Accountability towards protecting personal health Data: CARE has safeguards against data breaches including firewall protection, data management protocols, and other measures followed as standard practice. CARE is also audited for data security by independent auditors from time to time.

Transparency: All necessary steps shall be taken to implement practices, procedures, policies, and systems in a manner proportional to the scale, scope, and sensitivity of the personal data collected, in order to ensure compliance with the privacy principles and the laws applicable from time to time.

The choice to opt out: The data principle may opt out of having their health data linked to their ABHA IDs by informing the Data fiduciary of such a decision to revoke consent. The data fiduciary shall immediately unlink the data of such patient from the identified ABHA No. The data principle, in such cases, shall not be made to justify the choice.

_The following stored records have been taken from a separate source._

use std::fmt;
use std::borrow::Borrow;
use std::ops::Deref;


/// Why raw request text was not accepted as a [`Sequence`].
#[derive(Debug, Clone, PartialEq, Eq)]
pub enum ValidationError {
    /// Nothing but whitespace (or nothing at all) was submitted.
    EmptyInput,
    /// The first character outside of {G, C, A, U}.
    InvalidAlphabet { found: char, position: usize },
}

impl fmt::Display for ValidationError {
    fn fmt(&self, f: &mut fmt::Formatter<'_>) -> fmt::Result {
        match self {
            ValidationError::EmptyInput => {
                write!(f, "Please enter an RNA sequence.")
            }
            ValidationError::InvalidAlphabet { found, position } => {
                write!(f, "Only the characters G, C, U, and A are allowed (found {:?} at position {}).", found, position)
            }
        }
    }
}

impl std::error::Error for ValidationError {}


#[derive(Clone, Hash, Copy, Debug, Eq, PartialEq)]
pub enum Base { A, C, G, U }

impl Base {
    /// The Watson-Crick partner.
    pub fn complement(self) -> Base {
        match self {
            Base::A => Base::U,
            Base::U => Base::A,
            Base::G => Base::C,
            Base::C => Base::G,
        }
    }

    pub fn pairs_with(self, other: Base) -> bool {
        self.complement() == other
    }

    pub fn is_gc(self) -> bool {
        matches!(self, Base::G | Base::C)
    }
}

/// Case-sensitive: only the uppercase letters are nucleotides.
impl TryFrom<char> for Base {
    type Error = ValidationError;
    fn try_from(c: char) -> Result<Self, Self::Error> {
        match c {
            'A' => Ok(Base::A),
            'C' => Ok(Base::C),
            'G' => Ok(Base::G),
            'U' => Ok(Base::U),
            _ => Err(ValidationError::InvalidAlphabet { found: c, position: 0 }),
        }
    }
}

impl From<Base> for char {
    fn from(b: Base) -> Self {
        match b {
            Base::A => 'A',
            Base::C => 'C',
            Base::G => 'G',
            Base::U => 'U',
        }
    }
}

impl fmt::Display for Base {
    fn fmt(&self, f: &mut fmt::Formatter<'_>) -> fmt::Result {
        write!(f, "{}", char::from(*self))
    }
}


/// An RNA sequence over {G, C, A, U}. May be empty.
#[derive(Clone, Hash, Debug, Default, Eq, PartialEq)]
pub struct Sequence(pub Vec<Base>);

impl Deref for Sequence {
    type Target = [Base];
    fn deref(&self) -> &Self::Target {
        &self.0
    }
}

impl Borrow<[Base]> for Sequence {
    fn borrow(&self) -> &[Base] {
        &self.0
    }
}

impl TryFrom<&str> for Sequence {
    type Error = ValidationError;

    fn try_from(s: &str) -> Result<Self, Self::Error> {
        let mut vec = Vec::with_capacity(s.len());
        for (i, c) in s.chars().enumerate() {
            match Base::try_from(c) {
                Ok(b) => vec.push(b),
                Err(ValidationError::InvalidAlphabet { found, .. }) => {
                    return Err(ValidationError::InvalidAlphabet { found, position: i });
                }
                Err(e) => return Err(e),
            }
        }
        Ok(Sequence(vec))
    }
}

impl fmt::Display for Sequence {
    fn fmt(&self, f: &mut fmt::Formatter<'_>) -> fmt::Result {
        for base in &self.0 {
            write!(f, "{}", base)?;
        }
        Ok(())
    }
}

/// Validate raw request text.
///
/// Blank input is rejected as [`ValidationError::EmptyInput`] before the
/// alphabet is checked. The text is not trimmed: whitespace around an
/// otherwise valid sequence is an [`ValidationError::InvalidAlphabet`].
pub fn validate(raw: &str) -> Result<Sequence, ValidationError> {
    if raw.trim().is_empty() {
        return Err(ValidationError::EmptyInput);
    }
    Sequence::try_from(raw)
}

Access: Data principle may at any point demand access to their own health records, which shall be readily made available by the Data Fiduciary.

Grievance Redressal: eGovernments Foundation that maintains CARE is committed to protecting the privacy and rights of data principles as stipulated under ABDM Data Privacy Policy. For the same reason, a data protection Officer is designated to redress all grievances relating to privacy. Details of the Data Protection Officer are as below: Name: Aparna Sathianathan Phone Number: +91 9745150779 Email ID: aparna.sathianathan@egov.org.in Any grievance by Data principles regarding data privacy may be emailed and such grievance shall be addressed within 7 working days. A record of such grievances shall be maintained.

Equity: No data principle shall be restricted to exercise their rights under the ABDM Data Privacy Policy based on factors such as language, disability status, technological knowledge, etc.